Sample query with expected answer:

?- bothSwap([7,2,7,8,5],[1,2,3,8,7,9,8],8,7,X,Y).
X = [7,2,7,7,5], Y = [1,2,3,8,8,9,8].

I kind of got stuck at this point:

bothSwap([],L2,N1,N2,[],L2).
bothSwap(L1,[],N1,N2,L1,[]).
bothSwap([H1|T1],[H2|T2],N1,N2,X,Y) :- H1 == N1, H2 == N2, bothSwap(T1,T2,N1,N2,D1,D2), append(D1,[H2],X), append(D2,[H1],Y).
bothSwap([H1|T1],[H2|T2],N1,N2,X,Y) :- H1 == N1, H2 =\= N2, bothSwap([H1|T1],T2,N1,N2,D1,D2).
bothSwap([H1|T1],[H2|T2],N1,N2,X,Y) :- H1 =\= N1, H2 == N2, bothSwap(T1,[H2|T2],N1,N2,D1,D2).

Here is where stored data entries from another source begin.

//! Behavior-gated updates: reactions vote, then mutations apply in order.
//!
//! An update names a target entity, a change set, and optionally an event.
//! When an event applies (passed explicitly, or mapped from the dispatched
//! verb), the target's reactions vote first and a veto aborts the update
//! with the world untouched. Once mutations start applying there is no
//! rollback: a failure after the first success commits what applied and
//! returns a result carrying the inconsistent-state marker.

use std::sync::Arc;

use fable_foundation::{
    Changes, EntityId, EventResult, Result, UpdateResult, apply_mutation,
};
use fable_registry::{Accessor, EventContext};

use crate::accessor::TurnAccessor;
use crate::behavior::combine_reactions;
use crate::trace::TraceEvent;

pub(crate) fn apply_update(
    accessor: &mut TurnAccessor<'_>,
    target: &EntityId,
    changes: &Changes,
    event: Option<&str>,
) -> Result<UpdateResult> {
    // An explicit event wins; otherwise the dispatched verb's event gates.
    let gate: Option<Arc<str>> = event
        .map(Arc::from)
        .or_else(|| accessor.verb_event().cloned());

    let mut payload: Option<EventResult> = None;
    if let Some(event) = gate {
        let entity = accessor.require_entity(target)?;
        let mut context = EventContext::new(event).with_changes(changes.clone());
        if let Some(actor) = accessor.actor() {
            context = context.with_actor(actor.clone());
        }
        if let Some(combined) = combine_reactions(accessor, &entity, &context)? {
            accessor.record(TraceEvent::Gate {
                event: context.event.clone(),
                target: target.clone(),
                allowed: combined.allowed,
            });
            if !combined.allowed {
                let message = combined
                    .message
                    .unwrap_or_else(|| "Something prevents it.".to_string());
                return Ok(UpdateResult::failure(message).with_merged_data(&combined.data));
            }
            payload = Some(combined);
        }
    }

    if changes.is_empty() {
        return Ok(finish(UpdateResult::success(), payload));
    }

    let mut properties = accessor.require_entity(target)?.properties().clone();
    let total = changes.len();
    let mut applied = 0usize;
    for (path, value) in changes.iter() {
        match apply_mutation(&properties, path, value) {
            Ok(next) => {
                properties = next;
                applied += 1;
                accessor.record(TraceEvent::Mutation {
                    target: target.clone(),
                    path: path.to_string(),
                    applied: true,
                });
            }
            Err(err) => {
                accessor.record(TraceEvent::Mutation {
                    target: target.clone(),
                    path: path.to_string(),
                    applied: false,
                });
                if applied == 0 {
                    // Nothing committed; the world is still consistent.
                    return Ok(finish(UpdateResult::failure(err.to_string()), payload));
                }
                // Earlier mutations stay committed; there is no rollback.
                accessor.set_entity_properties(target, properties)?;
                return Ok(UpdateResult::inconsistent(format!(
                    "{applied} of {total} changes applied to {target} before {path} failed: {err}"
                )));
            }
        }
    }
    accessor.set_entity_properties(target, properties)?;
    Ok(finish(UpdateResult::success(), payload))
}

/// Folds the reaction payload into the final result. Data always merges;
/// the reaction message fills in only when the result has none of its own.
fn finish(mut result: UpdateResult, payload: Option<EventResult>) -> UpdateResult {
    if let Some(payload) = payload {
        if result.message.is_none() {
            if let Some(message) = payload.message {
                result = result.with_message(message);
            }
        }
        result = result.with_merged_data(&payload.data);
    }
    result
}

Any bright minds out there willing to tackle this problem with me? :)

Answer 1

Let's start, what you mean by swapping.

swap(X0,X, S0,S) :-
   if_(X0 = S0, S = X, S = S0).

bothSwap0(Xs0, Ys0, X0,X, Xs,Ys) :-
   maplist(swap(X0,X), Xs0,Xs),
   maplist(swap(X,X0), Ys0,Ys).

if_( C_1, Then_0, Else_0) :-
   call(C_1, Truth),
   functor(Truth,_,0),  % safety check
   ( Truth == true -> Then_0 ; Truth == false, Else_0 ).

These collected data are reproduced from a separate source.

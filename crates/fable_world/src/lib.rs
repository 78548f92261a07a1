//! Entity and persistent world state storage for Fable.
//!
//! This crate provides:
//! - [`Entity`] - Identity, property map, and ordered behavior list
//! - [`World`] - Immutable world state with structural sharing

#![warn(missing_docs)]
#![warn(clippy::all)]
#![warn(clippy::pedantic)]

pub mod entity;
pub mod world;

pub use entity::Entity;
pub use world::World;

=(X, Y, R) :- X == Y, !, R = true.
=(X, Y, R) :- ?=(X, Y), !, R = false. % syntactically different
=(X, Y, R) :- X \= Y, !, R = false. % semantically different
=(X, Y, R) :- R == true, !, X = Y.
=(X, X, true).
=(X, Y, false) :-
   dif(X, Y).

Now you wanted a particular condition - it is not clear how to apply it. I see two interpretations:

bothSwap(Xs0, Ys0, X0,X, Xs,Ys) :-
   memberd(X0, Xs0),
   memberd(X, Ys0),
   maplist(swap(X0,X), Xs0,Xs),
   maplist(swap(X,X0), Ys0,Ys).

Which means that bothSwap/6 will fail should the two elements not occur in their respective list.

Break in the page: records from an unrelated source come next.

//! Core value type for entity properties.

use std::cmp::Ordering;
use std::fmt;
use std::hash::{Hash, Hasher};
use std::sync::Arc;

use crate::collections::{FbMap, FbVec};
use crate::entity_id::EntityId;

/// A property map: string keys to values.
///
/// Entity properties, command arguments, and result data all use this shape.
pub type PropMap = FbMap<Arc<str>, Value>;

/// Core value type for all property data.
///
/// Values are immutable and cheaply cloneable (O(1) for most variants).
/// Composite values use structural sharing via persistent collections.
/// The shape mirrors what content loaders produce: scalars, lists, and
/// string-keyed maps. Entity references are plain strings holding the
/// referenced id.
#[derive(Clone)]
#[cfg_attr(feature = "serde", derive(serde::Serialize, serde::Deserialize))]
#[cfg_attr(feature = "serde", serde(untagged))]
pub enum Value {
    /// The null value (represents absence).
    Null,
    /// Boolean value.
    Bool(bool),
    /// 64-bit signed integer.
    Int(i64),
    /// 64-bit floating point.
    Float(f64),
    /// String value.
    String(Arc<str>),
    /// Persistent list.
    List(FbVec<Value>),
    /// Persistent string-keyed map.
    Map(PropMap),
}

impl Value {
    /// Returns a short name for this value's type, for messages.
    #[must_use]
    pub const fn type_name(&self) -> &'static str {
        match self {
            Self::Null => "null",
            Self::Bool(_) => "bool",
            Self::Int(_) => "int",
            Self::Float(_) => "float",
            Self::String(_) => "string",
            Self::List(_) => "list",
            Self::Map(_) => "map",
        }
    }

    /// Returns true if this value is null.
    #[must_use]
    pub const fn is_null(&self) -> bool {
        matches!(self, Self::Null)
    }

    /// Returns true if this value is truthy.
    ///
    /// Only `null` and `false` are falsy.
    #[must_use]
    pub fn is_truthy(&self) -> bool {
        !matches!(self, Self::Null | Self::Bool(false))
    }

    /// Attempts to extract a boolean value.
    #[must_use]
    pub const fn as_bool(&self) -> Option<bool> {
        match self {
            Self::Bool(b) => Some(*b),
            _ => None,
        }
    }

    /// Attempts to extract an integer value.
    #[must_use]
    pub const fn as_int(&self) -> Option<i64> {
        match self {
            Self::Int(n) => Some(*n),
            _ => None,
        }
    }

    /// Attempts to extract a float value.
    #[must_use]
    pub const fn as_float(&self) -> Option<f64> {
        match self {
            Self::Float(n) => Some(*n),
            _ => None,
        }
    }

    /// Attempts to extract a number as f64 (converts int to float).
    ///
    /// Note: Converting large i64 values to f64 may lose precision.
    #[must_use]
    #[allow(clippy::cast_precision_loss)]
    pub fn as_number(&self) -> Option<f64> {
        match self {
            Self::Int(n) => Some(*n as f64),
            Self::Float(n) => Some(*n),
            _ => None,
        }
    }

    /// Attempts to extract a string reference.
    #[must_use]
    pub fn as_str(&self) -> Option<&str> {
        match self {
            Self::String(s) => Some(s),
            _ => None,
        }
    }

    /// Attempts to read a string value as an entity id.
    #[must_use]
    pub fn as_entity(&self) -> Option<EntityId> {
        match self {
            Self::String(s) => Some(EntityId::from(s.clone())),
            _ => None,
        }
    }

    /// Attempts to extract a list reference.
    #[must_use]
    pub const fn as_list(&self) -> Option<&FbVec<Value>> {
        match self {
            Self::List(v) => Some(v),
            _ => None,
        }
    }

    /// Attempts to extract a map reference.
    #[must_use]
    pub const fn as_map(&self) -> Option<&PropMap> {
        match self {
            Self::Map(m) => Some(m),
            _ => None,
        }
    }
}

// Implement PartialEq manually to handle float comparison
impl PartialEq for Value {
    fn eq(&self, other: &Self) -> bool {
        match (self, other) {
            (Self::Null, Self::Null) => true,
            (Self::Bool(a), Self::Bool(b)) => a == b,
            (Self::Int(a), Self::Int(b)) => a == b,
            (Self::Float(a), Self::Float(b)) => a.to_bits() == b.to_bits(),
            (Self::String(a), Self::String(b)) => a == b,
            (Self::List(a), Self::List(b)) => a == b,
            (Self::Map(a), Self::Map(b)) => a == b,
            _ => false,
        }
    }
}

impl Eq for Value {}

impl Hash for Value {
    fn hash<H: Hasher>(&self, state: &mut H) {
        std::mem::discriminant(self).hash(state);
        match self {
            Self::Null => {}
            Self::Bool(b) => b.hash(state),
            Self::Int(n) => n.hash(state),
            Self::Float(n) => n.to_bits().hash(state),
            Self::String(s) => s.hash(state),
            Self::List(v) => v.hash(state),
            Self::Map(m) => {
                m.len().hash(state);
                for (k, v) in m.iter() {
                    k.hash(state);
                    v.hash(state);
                }
            }
        }
    }
}

impl PartialOrd for Value {
    #[allow(clippy::cast_precision_loss)]
    fn partial_cmp(&self, other: &Self) -> Option<Ordering> {
        match (self, other) {
            (Self::Null, Self::Null) => Some(Ordering::Equal),
            (Self::Bool(a), Self::Bool(b)) => a.partial_cmp(b),
            (Self::Int(a), Self::Int(b)) => a.partial_cmp(b),
            (Self::Float(a), Self::Float(b)) => a.partial_cmp(b),
            // Cross-type numeric comparison intentionally loses precision for large i64
            (Self::Int(a), Self::Float(b)) => (*a as f64).partial_cmp(b),
            (Self::Float(a), Self::Int(b)) => a.partial_cmp(&(*b as f64)),
            (Self::String(a), Self::String(b)) => a.partial_cmp(b),
            _ => None, // Different types or non-comparable
        }
    }
}

impl fmt::Debug for Value {
    fn fmt(&self, f: &mut fmt::Formatter<'_>) -> fmt::Result {
        match self {
            Self::Null => write!(f, "null"),
            Self::Bool(b) => write!(f, "{b}"),
            Self::Int(n) => write!(f, "{n}"),
            Self::Float(n) => write!(f, "{n}"),
            Self::String(s) => write!(f, "{s:?}"),
            Self::List(v) => write!(f, "{v:?}"),
            Self::Map(m) => write!(f, "{m:?}"),
        }
    }
}

impl fmt::Display for Value {
    fn fmt(&self, f: &mut fmt::Formatter<'_>) -> fmt::Result {
        match self {
            Self::Null => write!(f, "null"),
            Self::Bool(b) => write!(f, "{b}"),
            Self::Int(n) => write!(f, "{n}"),
            Self::Float(n) => write!(f, "{n}"),
            Self::String(s) => write!(f, "{s}"),
            Self::List(v) => {
                write!(f, "[")?;
                for (i, item) in v.iter().enumerate() {
                    if i > 0 {
                        write!(f, ", ")?;
                    }
                    write!(f, "{item}")?;
                }
                write!(f, "]")
            }
            Self::Map(m) => {
                write!(f, "{{")?;
                for (i, (k, v)) in m.iter().enumerate() {
                    if i > 0 {
                        write!(f, ", ")?;
                    }
                    write!(f, "{k}: {v}")?;
                }
                write!(f, "}}")
            }
        }
    }
}

// Convenience From implementations

impl From<bool> for Value {
    fn from(b: bool) -> Self {
        Self::Bool(b)
    }
}

impl From<i64> for Value {
    fn from(n: i64) -> Self {
        Self::Int(n)
    }
}

impl From<i32> for Value {
    fn from(n: i32) -> Self {
        Self::Int(i64::from(n))
    }
}

impl From<f64> for Value {
    fn from(n: f64) -> Self {
        Self::Float(n)
    }
}

impl From<&str> for Value {
    fn from(s: &str) -> Self {
        Self::String(s.into())
    }
}

impl From<String> for Value {
    fn from(s: String) -> Self {
        Self::String(s.into())
    }
}

impl From<Arc<str>> for Value {
    fn from(s: Arc<str>) -> Self {
        Self::String(s)
    }
}

impl From<EntityId> for Value {
    fn from(id: EntityId) -> Self {
        Self::String(id.into())
    }
}

impl From<FbVec<Value>> for Value {
    fn from(v: FbVec<Value>) -> Self {
        Self::List(v)
    }
}

impl From<PropMap> for Value {
    fn from(m: PropMap) -> Self {
        Self::Map(m)
    }
}

impl<T: Into<Value>> From<Vec<T>> for Value {
    fn from(v: Vec<T>) -> Self {
        Self::List(v.into_iter().map(Into::into).collect())
    }
}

Another interpretation might be that you want that otherwise the lists remain the same. To express this (in a pure monotonic fashion):

bothSwap(Xs0, Ys0, X0,X, Xs,Ys) :-
   if_( ( memberd_t(X0, Xs0), memberd_t(X, Ys0) ),
        ( maplist(swap(X0,X), Xs0,Xs), maplist(swap(X,X0), Ys0,Ys) ),
        ( Xs0 = Xs, Ys0 = Ys) ).

memberd_t(E, Xs, T) :-
   list_memberd(Xs, E, T).

list_memberd([], _, false).
list_memberd([X|Xs], E, T) :-
   if_(E = X, T = true, list_memberd(Xs, E, T) ).

','( A_1, B_1, T) :-
   if_( A_1, call(B_1, T), T = false ).

Answer 2

Imagine how easy this problem would be if we could just "wish" for a list to be split up at the occurrence of the desired element, like this:

?- splitsies([1,2,3,4,5,6,7,8], 4, Prefix, Suffix).
Prefix = [1, 2, 3],
Suffix = [5, 6, 7, 8] ;

Guess what? :) append/3 can do that:

% splitsies is true if X splits list into a prefix/suffix pair.
splitsies(List, X, Start, Finish) :-
    append(Start, [X|Finish], List).

Now the problem seems pretty simple!

bothSwap(Left, Right, A, B, AfterLeft, AfterRight) :-
    % break up the inputs
    splitsies(Left,  A, LPre, LPost),
    splitsies(Right, B, RPre, RPost),

    % glue together the outputs (note that A and B are switched)
    splitsies(AfterLeft,  B, LPre, LPost),
    splitsies(AfterRight, A, RPre, RPost).

I wouldn't pretend that this solution is efficient… but it's so hot you better wear oven mitts when you type it in. Oh, and check this out:

?- bothSwap([7,2,7,8,5],[1,2,3,8,7,9,8], X, Y, [7,2,7,7,5], [1,2,3,8,8,9,8]).
X = 8,
Y = 7 ;
false.

Answer 3

Since Prolog is a descriptive language (that is, we describe what constitutes a solution and let Prolog work it out), If I understand your problem statement correctly, something like this ought to suffice:

both_swap(L1, L2, A, B, S1, S2 ) :- % to do the swap,
  memberchk(A,L1) ,                 % - L1 must contain an A
  memberchk(B,L2) ,                 % - L2 must contain a B
  replace(L1,A,B,S1) ,              % - replace all As in L1 with a B
  replace(L2,B,A,S2)                % - replace all Bs in L2 with an A
  .                                 % Easy!

replace([],_,_,[]) .                % if the list is empty, we're done.
replace([H|T],A,B,[S|Ss]) :-        % otherwise...
  ( H = A -> S=B ; S=H ) ,          % - do the swap (if necessary),
  replace(T,A,B,Ss)                 % - and recurse down
  .                                 % Also easy!

Answer 4

This replicates the implementation that uses splitsies/4

swap_two(A,B,C,D,E,F) :-
    nth0(I1,A,C,L1),
    dif(A,L1),
    nth0(I2,B,D,L2),
    dif(B,L2),
    nth0(I1,E,D,L1),
    nth0(I2,F,C,L2).